▶ _TRY IT_
Return a copy of every line in the records that includes the word "self".

▶ _AVAILABLE DATA_
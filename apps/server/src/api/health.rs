use std::sync::Arc;

use axum::{extract::State, routing::get, Json, Router};
use chrono::Utc;
use finscore_storage_sqlite::get_connection;

use crate::{config::APP_NAME, error::ApiResult, main_lib::AppState, models::HealthResponse};

fn health(database: Option<String>) -> HealthResponse {
    HealthResponse {
        status: "healthy".to_string(),
        application: APP_NAME.to_string(),
        version: env!("CARGO_PKG_VERSION").to_string(),
        database,
        timestamp: Utc::now(),
    }
}

#[utoipa::path(get, path = "/", responses((status = 200, body = HealthResponse)), tag = "Health")]
pub async fn root() -> Json<HealthResponse> {
    Json(health(None))
}

/// Also checks that a pooled database connection can be acquired.
#[utoipa::path(get, path = "/health", responses((status = 200, body = HealthResponse)), tag = "Health")]
pub async fn health_check(State(state): State<Arc<AppState>>) -> ApiResult<Json<HealthResponse>> {
    get_connection(&state.pool)?;
    Ok(Json(health(Some("connected".to_string()))))
}

pub fn router() -> Router<Arc<AppState>> {
    Router::new()
        .route("/", get(root))
        .route("/health", get(health_check))
}
use async_trait::async_trait;

use crate::errors::SheetsError;
use crate::models::SheetGrid;

/// A remote source of spreadsheet grids.
///
/// Implementations perform a single request per call and never retry.
#[async_trait]
pub trait GridSource: Send + Sync {
    /// Short identifier used in logs, e.g. `"GOOGLE_SHEETS"`.
    fn id(&self) -> &'static str;

    /// Fetch the full grid of the named sheet.
    async fn fetch_grid(&self, sheet_name: &str) -> Result<SheetGrid, SheetsError>;
}
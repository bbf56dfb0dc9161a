//! Spreadsheet grid source.
//!
//! This crate retrieves raw two-dimensional grids (a header row followed by
//! data rows) from a spreadsheet-backed source. It knows nothing about the
//! meaning of the cells; turning grids into typed records is the job of
//! `finscore-core`.
//!
//! ```text
//! +------------------+      GET values/{sheet}      +------------------+
//! |   GridSource     | ---------------------------> |  Google Sheets   |
//! +------------------+                              +------------------+
//!          |
//!          v
//! +------------------+
//! |    SheetGrid     |  (header row + data rows, all cells as strings)
//! +------------------+
//! ```
//!
//! One call performs exactly one request with a fixed timeout. Retry policy,
//! if any, belongs to the caller.

pub mod errors;
pub mod models;
pub mod provider;

pub use errors::SheetsError;
pub use models::SheetGrid;
pub use provider::{GoogleSheetsClient, GridSource, SheetsConfig};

▶ _TASK OUTPUT_
    fn id(&self) -> &'static str;
    async fn fetch_grid(&self, sheet_name: &str) -> Result<SheetGrid, SheetsError>;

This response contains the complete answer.